第24章 vs■■■
ミスターが指を鳴らすと、水色のビー玉はあっという間にかっちゃんの姿に変わった。
洋服は合宿最終日のままで、まだ意識を失っていた。目が覚めないうちにかっちゃんを、椅子に括りつけ、個性が使えないように両手を拘束していくトゥワイスとスピナー。
物音や自分の身体の違和感に気づいたのか少しずつかっちゃんの瞳が開かれていく。
首は動かさずに目だけを動かし状況を把握していくかっちゃん。
「てめェら...」
唸るようなかっちゃんの低い声がアジトに響いた。
「お、ようやく起きた。単刀直入に言う。ヒーロー志望の爆豪勝己くん、俺の仲間にならないか?」
カウンターに肘をつきながらどこか楽しそうに淡々と話す弔くん。
「寝言は寝て死ね」
こちらも負けじと弔くんから目線を逸らさずに毒吐くかっちゃん。
───それでは先程行われた雄英高校謝罪会見の一部をご覧下さい。
突然テレビから聞こえてきた雄英高校というワードに私もかっちゃんもすぐに反応した。
テレビの中には黒のスーツを身に纏い、いつも無造作に下ろされた黒髪は後ろで綺麗にまとめられたイレイザーヘッドと、校長、ブラドキングが映っていた。

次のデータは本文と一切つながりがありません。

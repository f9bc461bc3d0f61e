pub mod app;
pub mod concatenate;
pub mod config;
pub mod domain;
pub mod error;
pub mod executor;
pub mod fs_util;
pub mod merge;
pub mod metadata;
pub mod output;
pub mod planner;
pub mod statistics;
pub mod store;
pub mod tui;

頭を深く下げて、謝罪の言葉を述べていくイレイザーヘッドの姿に何故だか私の心はチクリと痛んだ。
イレイザーヘッドのワイシャツの襟から伸びた首筋を見るとまた思い出してしまう。あの日の事。
テレビから目を逸らして視界に入れないようにしたのに、次にテレビの中から聞こえてきた私の名前にまたもや反応してしまう。

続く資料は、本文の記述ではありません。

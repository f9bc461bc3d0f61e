use std::collections::VecDeque;
use std::io;
use std::sync::{Arc, Mutex};
use std::thread;
use std::time::{Duration, Instant};

use crossterm::ExecutableCommand;
use crossterm::event::{self, Event, KeyCode, KeyEvent, KeyEventKind};
use crossterm::terminal::{
    EnterAlternateScreen, LeaveAlternateScreen, disable_raw_mode, enable_raw_mode,
};
use miette::IntoDiagnostic;
use ratatui::Terminal;
use ratatui::backend::CrosstermBackend;
use ratatui::layout::{Alignment, Constraint, Direction, Layout};
use ratatui::style::{Color, Modifier, Style};
use ratatui::text::{Line, Span};
use ratatui::widgets::{Block, Borders, Gauge, Paragraph, Wrap};

use crate::app::{Phase, ProgressEvent, ProgressSink, ProgressSinkKind};
use crate::config::ResolvedConfig;
use crate::error::MinerError;

const EVENTS_MAX: usize = 8;
const LOGS_MAX: usize = 200;

#[derive(Debug, Clone, Copy, PartialEq, Eq)]
enum View {
    Operational,
    Logs,
}

#[derive(Debug)]
struct AppState {
    status: String,
    phase: Phase,
    completed: Option<(usize, usize)>,
    events: VecDeque<String>,
    logs: VecDeque<String>,
    view: View,
    started: Instant,
    active: bool,
}

pub struct Tui {
    kind: ProgressSinkKind,
    summary: RunSummary,
    state: Arc<Mutex<AppState>>,
    log_scroll: u16,
}

/// Settings shown in the details panel.
#[derive(Debug, Clone)]
struct RunSummary {
    cell_lines: String,
    statistics: String,
    workers: String,
    grouping: String,
    targets: String,
}

impl RunSummary {
    fn from_config(config: &ResolvedConfig) -> Self {
        Self {
            cell_lines: config.cell_lines.join(", "),
            statistics: config
                .statistics
                .enabled()
                .map(|statistic| statistic.as_str())
                .collect::<Vec<_>>()
                .join(", "),
            workers: config.workers.to_string(),
            grouping: config.grouping.to_string(),
            targets: config.targets.to_string(),
        }
    }
}

struct TuiProgress {
    state: Arc<Mutex<AppState>>,
}

impl ProgressSink for TuiProgress {
    fn event(&self, event: ProgressEvent) {
        if let Ok(mut state) = self.state.lock() {
            let message = event.message.trim().to_string();
            state.phase = event.phase;
            if event.completed.is_some() {
                state.completed = event.completed;
            }
            state.status = message.clone();
            let line = match event.completed {
                Some((done, total)) => format!("{message} ({done}/{total})"),
                None => message,
            };
            push_event(&mut state.events, line.clone());
            push_log(
                &mut state.logs,
                format!("[{}] {:<6} {line}", timestamp(), event.phase.label()),
            );
        }
    }
}

impl Tui {
    pub fn new(kind: ProgressSinkKind, config: &ResolvedConfig) -> Self {
        Self {
            kind,
            summary: RunSummary::from_config(config),
            state: Arc::new(Mutex::new(AppState {
                status: "ready".to_string(),
                phase: Phase::Plan,
                completed: None,
                events: VecDeque::new(),
                logs: VecDeque::new(),
                view: View::Operational,
                started: Instant::now(),
                active: false,
            })),
            log_scroll: 0,
        }
    }

    /// Runs `f` on a worker thread and draws its progress until it returns.
    pub fn run<F, R>(&mut self, f: F) -> miette::Result<R>
    where
        F: FnOnce(&dyn ProgressSink) -> Result<R, MinerError> + Send + 'static,
        R: Send + 'static,
    {
        self.set_active(true);

        let mut stdout = io::stdout();
        enable_raw_mode().into_diagnostic()?;
        stdout.execute(EnterAlternateScreen).into_diagnostic()?;

        let backend = CrosstermBackend::new(stdout);
        let mut terminal = Terminal::new(backend).into_diagnostic()?;
        terminal.clear().into_diagnostic()?;

        let (tx, rx) = std::sync::mpsc::channel();
        let sink = TuiProgress {
            state: self.state.clone(),
        };
        let handle = thread::spawn(move || tx.send(f(&sink)));

        let mut tick = 0usize;
        loop {
            if let Ok(state) = self.state.lock() {
                let elapsed = state.started.elapsed();
                terminal
                    .draw(|frame| draw_ui(frame, self, &state, tick, elapsed))
                    .into_diagnostic()?;
            }

            if let Ok(result) = rx.try_recv() {
                self.set_active(false);
                restore_terminal()?;
                handle.join().ok();
                return result.map_err(miette::Report::new);
            }

            if event::poll(Duration::from_millis(120)).into_diagnostic()? {
                if let Event::Key(key) = event::read().into_diagnostic()? {
                    if self.handle_key(key) {
                        break;
                    }
                }
            }

            tick = tick.wrapping_add(1);
        }

        // The worker is left running and dies with the process. Outputs it had
        // not committed yet are never persisted and are redone next run.
        self.set_active(false);
        restore_terminal()?;
        Err(miette::Report::msg("run abandoned; unfinished outputs were not written"))
    }

    fn handle_key(&mut self, key: KeyEvent) -> bool {
        if key.kind != KeyEventKind::Press {
            return false;
        }
        match key.code {
            KeyCode::Char('q') => !self.is_active(),
            KeyCode::Esc => true,
            KeyCode::F(4) | KeyCode::Char('l') => {
                self.toggle_logs();
                false
            }
            KeyCode::PageUp => {
                self.scroll_logs(-5);
                false
            }
            KeyCode::PageDown => {
                self.scroll_logs(5);
                false
            }
            _ => false,
        }
    }

    fn toggle_logs(&self) {
        if let Ok(mut state) = self.state.lock() {
            state.view = match state.view {
                View::Operational => View::Logs,
                View::Logs => View::Operational,
            };
        }
    }

    fn scroll_logs(&mut self, delta: i16) {
        let next = self.log_scroll as i32 + delta as i32;
        self.log_scroll = next.max(0) as u16;
    }

    fn is_active(&self) -> bool {
        self.state.lock().map(|state| state.active).unwrap_or(false)
    }

    fn set_active(&self, active: bool) {
        if let Ok(mut state) = self.state.lock() {
            state.active = active;
            if active {
                state.started = Instant::now();
            }
        }
    }
}

fn restore_terminal() -> miette::Result<()> {
    disable_raw_mode().into_diagnostic()?;
    io::stdout()
        .execute(LeaveAlternateScreen)
        .into_diagnostic()?;
    Ok(())
}

fn draw_ui(frame: &mut ratatui::Frame, tui: &Tui, state: &AppState, tick: usize, elapsed: Duration) {
    let chunks = Layout::default()
        .direction(Direction::Vertical)
        .constraints([
            Constraint::Length(3),
            Constraint::Length(3),
            Constraint::Min(6),
            Constraint::Length(1),
        ])
        .split(frame.area());

    frame.render_widget(draw_header(tui.kind, tick), chunks[0]);
    frame.render_widget(draw_gauge(state, elapsed), chunks[1]);

    match state.view {
        View::Operational => {
            let main = Layout::default()
                .direction(Direction::Horizontal)
                .constraints([Constraint::Percentage(60), Constraint::Percentage(40)])
                .split(chunks[2]);
            frame.render_widget(draw_status_panel(state), main[0]);
            frame.render_widget(draw_details_panel(&tui.summary), main[1]);
        }
        View::Logs => frame.render_widget(draw_logs_view(state, tui.log_scroll), chunks[2]),
    }

    let footer = Paragraph::new(Line::from(Span::styled(
        "q quit when done · Esc abandon run · l logs · PgUp/PgDn scroll",
        Style::default().fg(Color::DarkGray),
    )));
    frame.render_widget(footer, chunks[3]);
}

fn draw_header(kind: ProgressSinkKind, tick: usize) -> Paragraph<'static> {
    let hb = if tick % 2 == 0 { "*" } else { " " };
    let op_label = match kind {
        ProgressSinkKind::Mine => "Mine",
        ProgressSinkKind::Concatenate => "Concat",
    };
    let line = Line::from(vec![
        Span::styled(
            "EPIMINE",
            Style::default()
                .fg(Color::Cyan)
                .add_modifier(Modifier::BOLD),
        ),
        Span::raw(" "),
        Span::styled(env!("CARGO_PKG_VERSION"), Style::default().fg(Color::Gray)),
        Span::raw("   Mode: Interactive   Op: "),
        Span::styled(op_label, Style::default().fg(Color::Cyan)),
        Span::raw("   "),
        Span::styled(hb, Style::default().fg(Color::Green)),
    ]);
    Paragraph::new(vec![line])
        .alignment(Alignment::Left)
        .block(Block::default().borders(Borders::BOTTOM))
}

fn draw_gauge(state: &AppState, elapsed: Duration) -> Gauge<'static> {
    let ratio = progress_ratio(state.completed);
    let color = if state.phase == Phase::Done {
        Color::Green
    } else {
        Color::Cyan
    };
    let label = match state.completed {
        Some((done, total)) => format!("{done}/{total} · {}s", elapsed.as_secs()),
        None => format!("{}s", elapsed.as_secs()),
    };
    Gauge::default()
        .block(
            Block::default()
                .borders(Borders::ALL)
                .title(format!(" {} ", state.phase.label())),
        )
        .gauge_style(Style::default().fg(color))
        .ratio(ratio)
        .label(label)
}

fn draw_status_panel(state: &AppState) -> Paragraph<'static> {
    let status_color = if state.active {
        Color::Cyan
    } else {
        Color::Green
    };
    let mut lines = vec![
        Line::from(Span::styled(
            "STATUS / PROGRESS",
            Style::default()
                .fg(Color::Cyan)
                .add_modifier(Modifier::BOLD),
        )),
        Line::from(vec![
            Span::styled("Now: ", Style::default().fg(Color::Gray)),
            Span::styled(state.status.clone(), Style::default().fg(status_color)),
        ]),
        Line::from(Span::styled(
            "Recent events:",
            Style::default().fg(Color::Gray),
        )),
    ];
    for event in state.events.iter().rev() {
        lines.push(Line::from(format!("- {event}")));
    }
    Paragraph::new(lines)
        .block(Block::default().borders(Borders::RIGHT))
        .wrap(Wrap { trim: true })
}

fn draw_details_panel(summary: &RunSummary) -> Paragraph<'static> {
    let field = |name: &'static str, value: &str| {
        Line::from(vec![
            Span::styled(format!("{name}: "), Style::default().fg(Color::Gray)),
            Span::raw(value.to_string()),
        ])
    };
    let lines = vec![
        Line::from(Span::styled(
            "RUN",
            Style::default()
                .fg(Color::Cyan)
                .add_modifier(Modifier::BOLD),
        )),
        field("Cell lines", &summary.cell_lines),
        field("Statistics", &summary.statistics),
        field("Grouping", &summary.grouping),
        field("Workers", &summary.workers),
        field("Targets", &summary.targets),
    ];
    Paragraph::new(lines).wrap(Wrap { trim: true })
}

fn draw_logs_view(state: &AppState, scroll: u16) -> Paragraph<'static> {
    let lines = state
        .logs
        .iter()
        .map(|line| Line::from(line.clone()))
        .collect::<Vec<_>>();
    Paragraph::new(lines)
        .block(Block::default().borders(Borders::ALL).title(" Logs "))
        .scroll((scroll, 0))
}

fn progress_ratio(completed: Option<(usize, usize)>) -> f64 {
    match completed {
        Some((_, 0)) | None => 0.0,
        Some((done, total)) => (done as f64 / total as f64).clamp(0.0, 1.0),
    }
}

fn push_event(buffer: &mut VecDeque<String>, item: String) {
    buffer.push_back(item);
    while buffer.len() > EVENTS_MAX {
        buffer.pop_front();
    }
}

fn push_log(buffer: &mut VecDeque<String>, item: String) {
    buffer.push_back(item);
    while buffer.len() > LOGS_MAX {
        buffer.pop_front();
    }
}

fn timestamp() -> String {
    chrono::Local::now().format("%H:%M:%S").to_string()
}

───攫われた爆豪くんの他に、現在行方不明になっているさんについてお聞かせ下さい。
取り調べでは、最後にさんの姿を見かけたのがイレイザーヘッドだとお聞きしました。
担任であるあなたの指示も聞かずにどこかへ行ったと、伺っておりますが普段から教育が行き届いてない、もしくはコミュニケーション不足がこのような状況を招いたと思うのですがそちらについてはどのようにお考えでしょうか。
多分私に変身したトガちゃんの行動のことを言っているのだと思うけど、わざとストレスをかけてくるような攻撃的な質問をぶつけてくる記者に、ここははっきりと苛立ちを感じた。